╭─ INPUT RECORDS
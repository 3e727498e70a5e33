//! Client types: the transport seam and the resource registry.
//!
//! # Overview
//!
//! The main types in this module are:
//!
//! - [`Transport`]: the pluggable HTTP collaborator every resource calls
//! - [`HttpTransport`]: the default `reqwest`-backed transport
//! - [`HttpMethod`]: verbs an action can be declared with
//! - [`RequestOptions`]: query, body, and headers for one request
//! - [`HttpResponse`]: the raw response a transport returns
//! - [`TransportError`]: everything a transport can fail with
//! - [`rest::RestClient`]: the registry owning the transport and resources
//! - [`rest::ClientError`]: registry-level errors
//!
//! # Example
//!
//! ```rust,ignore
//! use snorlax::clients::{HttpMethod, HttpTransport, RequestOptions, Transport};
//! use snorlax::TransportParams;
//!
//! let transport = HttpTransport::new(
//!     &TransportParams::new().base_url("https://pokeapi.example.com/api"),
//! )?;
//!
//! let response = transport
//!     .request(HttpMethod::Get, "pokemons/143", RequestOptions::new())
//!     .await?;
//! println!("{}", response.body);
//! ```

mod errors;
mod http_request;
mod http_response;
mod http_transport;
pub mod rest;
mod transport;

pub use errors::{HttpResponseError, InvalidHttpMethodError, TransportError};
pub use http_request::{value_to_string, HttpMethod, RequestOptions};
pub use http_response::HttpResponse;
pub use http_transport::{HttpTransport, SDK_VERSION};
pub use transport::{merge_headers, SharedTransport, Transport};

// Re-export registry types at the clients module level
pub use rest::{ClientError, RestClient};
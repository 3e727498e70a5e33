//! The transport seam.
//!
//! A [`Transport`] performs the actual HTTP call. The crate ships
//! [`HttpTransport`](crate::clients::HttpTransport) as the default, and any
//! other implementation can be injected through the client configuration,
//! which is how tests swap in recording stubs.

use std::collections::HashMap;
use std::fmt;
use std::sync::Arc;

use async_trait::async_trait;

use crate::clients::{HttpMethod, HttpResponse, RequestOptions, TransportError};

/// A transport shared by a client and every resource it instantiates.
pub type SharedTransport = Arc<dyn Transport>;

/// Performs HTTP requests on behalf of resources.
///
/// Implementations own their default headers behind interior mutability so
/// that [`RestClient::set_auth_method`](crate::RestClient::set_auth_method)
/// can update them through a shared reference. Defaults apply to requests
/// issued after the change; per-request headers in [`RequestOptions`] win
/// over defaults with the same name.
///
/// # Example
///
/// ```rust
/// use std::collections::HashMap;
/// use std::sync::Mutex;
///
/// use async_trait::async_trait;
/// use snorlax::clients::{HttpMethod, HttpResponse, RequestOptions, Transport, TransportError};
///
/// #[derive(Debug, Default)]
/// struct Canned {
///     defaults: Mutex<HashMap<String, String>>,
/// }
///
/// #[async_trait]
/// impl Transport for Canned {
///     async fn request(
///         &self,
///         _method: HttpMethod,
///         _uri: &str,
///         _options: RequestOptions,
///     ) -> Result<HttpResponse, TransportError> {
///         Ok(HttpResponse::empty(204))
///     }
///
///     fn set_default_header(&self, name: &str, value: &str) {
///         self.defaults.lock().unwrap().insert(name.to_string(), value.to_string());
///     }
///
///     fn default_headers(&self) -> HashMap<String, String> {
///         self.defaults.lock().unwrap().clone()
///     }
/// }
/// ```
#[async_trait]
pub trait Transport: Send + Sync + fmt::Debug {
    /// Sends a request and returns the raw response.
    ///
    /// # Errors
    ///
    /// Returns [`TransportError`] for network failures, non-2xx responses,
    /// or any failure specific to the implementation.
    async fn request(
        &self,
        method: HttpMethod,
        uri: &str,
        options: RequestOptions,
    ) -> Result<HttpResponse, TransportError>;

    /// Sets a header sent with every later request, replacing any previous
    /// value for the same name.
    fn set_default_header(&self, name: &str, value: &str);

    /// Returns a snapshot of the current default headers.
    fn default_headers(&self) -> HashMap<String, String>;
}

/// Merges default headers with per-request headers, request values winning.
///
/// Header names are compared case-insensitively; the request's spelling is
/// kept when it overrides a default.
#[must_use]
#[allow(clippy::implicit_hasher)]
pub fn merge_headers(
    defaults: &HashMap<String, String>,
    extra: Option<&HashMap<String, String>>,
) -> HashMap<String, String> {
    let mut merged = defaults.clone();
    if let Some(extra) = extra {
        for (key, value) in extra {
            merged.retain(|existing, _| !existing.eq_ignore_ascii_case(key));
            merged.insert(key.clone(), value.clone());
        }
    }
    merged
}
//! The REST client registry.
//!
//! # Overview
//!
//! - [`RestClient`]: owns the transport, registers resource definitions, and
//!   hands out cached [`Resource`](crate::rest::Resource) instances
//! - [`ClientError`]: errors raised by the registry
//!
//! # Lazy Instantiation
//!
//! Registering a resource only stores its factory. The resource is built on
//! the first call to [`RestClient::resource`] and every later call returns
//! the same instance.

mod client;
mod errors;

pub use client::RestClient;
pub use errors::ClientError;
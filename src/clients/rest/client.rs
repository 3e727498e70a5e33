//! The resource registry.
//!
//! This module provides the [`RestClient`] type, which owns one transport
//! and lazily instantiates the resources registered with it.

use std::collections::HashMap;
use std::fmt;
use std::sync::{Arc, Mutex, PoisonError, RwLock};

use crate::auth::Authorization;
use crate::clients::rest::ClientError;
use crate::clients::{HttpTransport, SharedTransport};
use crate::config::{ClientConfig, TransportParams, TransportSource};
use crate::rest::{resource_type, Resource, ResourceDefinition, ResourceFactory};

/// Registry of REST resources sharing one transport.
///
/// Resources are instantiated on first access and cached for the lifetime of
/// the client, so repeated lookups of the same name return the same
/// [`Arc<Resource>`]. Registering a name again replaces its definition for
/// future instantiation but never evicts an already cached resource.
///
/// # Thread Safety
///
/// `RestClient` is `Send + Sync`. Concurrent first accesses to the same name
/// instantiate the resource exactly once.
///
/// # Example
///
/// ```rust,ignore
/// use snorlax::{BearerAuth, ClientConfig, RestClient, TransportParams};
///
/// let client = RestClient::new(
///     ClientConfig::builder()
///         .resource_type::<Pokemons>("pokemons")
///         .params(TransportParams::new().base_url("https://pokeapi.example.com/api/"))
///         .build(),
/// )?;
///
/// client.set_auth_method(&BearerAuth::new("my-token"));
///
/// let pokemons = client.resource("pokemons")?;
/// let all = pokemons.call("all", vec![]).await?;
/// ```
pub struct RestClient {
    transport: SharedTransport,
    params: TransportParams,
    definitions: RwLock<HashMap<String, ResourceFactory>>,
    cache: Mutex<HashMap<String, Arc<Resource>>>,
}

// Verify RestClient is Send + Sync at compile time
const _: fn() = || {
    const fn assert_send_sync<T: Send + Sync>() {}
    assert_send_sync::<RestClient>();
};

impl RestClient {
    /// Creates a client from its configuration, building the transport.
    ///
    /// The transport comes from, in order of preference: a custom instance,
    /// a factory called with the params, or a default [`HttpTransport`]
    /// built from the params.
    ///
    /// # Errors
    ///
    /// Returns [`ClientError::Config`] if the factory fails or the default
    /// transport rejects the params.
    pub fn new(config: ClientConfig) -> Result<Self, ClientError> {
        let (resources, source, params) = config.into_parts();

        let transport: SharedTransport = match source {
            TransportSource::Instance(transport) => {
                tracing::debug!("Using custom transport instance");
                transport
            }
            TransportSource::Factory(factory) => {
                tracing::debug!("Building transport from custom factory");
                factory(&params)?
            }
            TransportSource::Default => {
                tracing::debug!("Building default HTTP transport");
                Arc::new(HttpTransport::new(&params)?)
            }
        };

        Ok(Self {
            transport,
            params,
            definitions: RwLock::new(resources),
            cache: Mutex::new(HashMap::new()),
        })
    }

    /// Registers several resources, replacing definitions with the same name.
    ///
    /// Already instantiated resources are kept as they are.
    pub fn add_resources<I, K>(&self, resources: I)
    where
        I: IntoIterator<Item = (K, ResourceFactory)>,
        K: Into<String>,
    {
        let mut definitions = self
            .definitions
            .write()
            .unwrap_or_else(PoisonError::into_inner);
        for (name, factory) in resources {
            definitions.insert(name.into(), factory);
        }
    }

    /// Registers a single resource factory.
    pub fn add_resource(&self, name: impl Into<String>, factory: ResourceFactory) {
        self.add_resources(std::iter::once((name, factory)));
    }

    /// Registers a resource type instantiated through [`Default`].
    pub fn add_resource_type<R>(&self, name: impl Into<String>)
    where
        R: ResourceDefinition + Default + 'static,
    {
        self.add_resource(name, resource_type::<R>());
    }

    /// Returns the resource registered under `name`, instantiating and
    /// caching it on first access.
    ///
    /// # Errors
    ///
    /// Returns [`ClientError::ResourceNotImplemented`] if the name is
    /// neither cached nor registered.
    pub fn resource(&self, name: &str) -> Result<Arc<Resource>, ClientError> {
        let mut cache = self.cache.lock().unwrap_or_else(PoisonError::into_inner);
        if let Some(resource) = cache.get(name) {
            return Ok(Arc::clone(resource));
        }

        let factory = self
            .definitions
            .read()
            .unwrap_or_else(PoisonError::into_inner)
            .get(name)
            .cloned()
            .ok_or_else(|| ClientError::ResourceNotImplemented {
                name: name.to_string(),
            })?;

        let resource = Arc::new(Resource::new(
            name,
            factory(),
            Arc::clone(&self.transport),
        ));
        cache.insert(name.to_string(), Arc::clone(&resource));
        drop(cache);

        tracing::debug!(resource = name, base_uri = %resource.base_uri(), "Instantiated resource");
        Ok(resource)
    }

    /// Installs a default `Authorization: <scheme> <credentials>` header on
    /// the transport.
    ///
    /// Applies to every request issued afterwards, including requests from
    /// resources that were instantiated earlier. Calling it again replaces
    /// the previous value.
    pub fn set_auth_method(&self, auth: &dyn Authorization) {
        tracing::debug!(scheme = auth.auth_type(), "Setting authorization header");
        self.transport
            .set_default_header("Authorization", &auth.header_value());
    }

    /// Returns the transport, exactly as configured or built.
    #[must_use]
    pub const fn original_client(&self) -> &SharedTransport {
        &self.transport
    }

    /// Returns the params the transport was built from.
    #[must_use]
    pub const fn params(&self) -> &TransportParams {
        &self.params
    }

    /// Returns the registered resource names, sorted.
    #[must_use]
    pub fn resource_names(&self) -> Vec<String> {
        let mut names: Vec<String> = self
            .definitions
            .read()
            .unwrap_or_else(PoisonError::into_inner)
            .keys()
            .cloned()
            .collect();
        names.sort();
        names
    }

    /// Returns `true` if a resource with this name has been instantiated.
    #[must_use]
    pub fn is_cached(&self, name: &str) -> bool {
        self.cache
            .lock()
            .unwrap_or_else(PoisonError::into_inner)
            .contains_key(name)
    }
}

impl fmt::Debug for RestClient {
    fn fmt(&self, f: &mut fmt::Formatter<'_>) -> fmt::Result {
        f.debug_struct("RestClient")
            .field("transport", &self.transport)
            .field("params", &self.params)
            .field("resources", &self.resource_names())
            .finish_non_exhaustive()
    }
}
╰─
■ WORK ITEM ■
From the records above, print only the lines between the one holding "issued after the" and the one holding "overrides a default.", inclusive, exactly as they stand.

■ ANSWER TO THE PROBLEM ■
/// issued after the change; per-request headers in [`RequestOptions`] win
/// over defaults with the same name.
///
/// # Example
///
/// ```rust
/// use std::collections::HashMap;
/// use std::sync::Mutex;
///
/// use async_trait::async_trait;
/// use snorlax::clients::{HttpMethod, HttpResponse, RequestOptions, Transport, TransportError};
///
/// #[derive(Debug, Default)]
/// struct Canned {
///     defaults: Mutex<HashMap<String, String>>,
/// }
///
/// #[async_trait]
/// impl Transport for Canned {
///     async fn request(
///         &self,
///         _method: HttpMethod,
///         _uri: &str,
///         _options: RequestOptions,
///     ) -> Result<HttpResponse, TransportError> {
///         Ok(HttpResponse::empty(204))
///     }
///
///     fn set_default_header(&self, name: &str, value: &str) {
///         self.defaults.lock().unwrap().insert(name.to_string(), value.to_string());
///     }
///
///     fn default_headers(&self) -> HashMap<String, String> {
///         self.defaults.lock().unwrap().clone()
///     }
/// }
/// ```
#[async_trait]
pub trait Transport: Send + Sync + fmt::Debug {
    /// Sends a request and returns the raw response.
    ///
    /// # Errors
    ///
    /// Returns [`TransportError`] for network failures, non-2xx responses,
    /// or any failure specific to the implementation.
    async fn request(
        &self,
        method: HttpMethod,
        uri: &str,
        options: RequestOptions,
    ) -> Result<HttpResponse, TransportError>;

    /// Sets a header sent with every later request, replacing any previous
    /// value for the same name.
    fn set_default_header(&self, name: &str, value: &str);

    /// Returns a snapshot of the current default headers.
    fn default_headers(&self) -> HashMap<String, String>;
}

/// Merges default headers with per-request headers, request values winning.
///
/// Header names are compared case-insensitively; the request's spelling is
/// kept when it overrides a default.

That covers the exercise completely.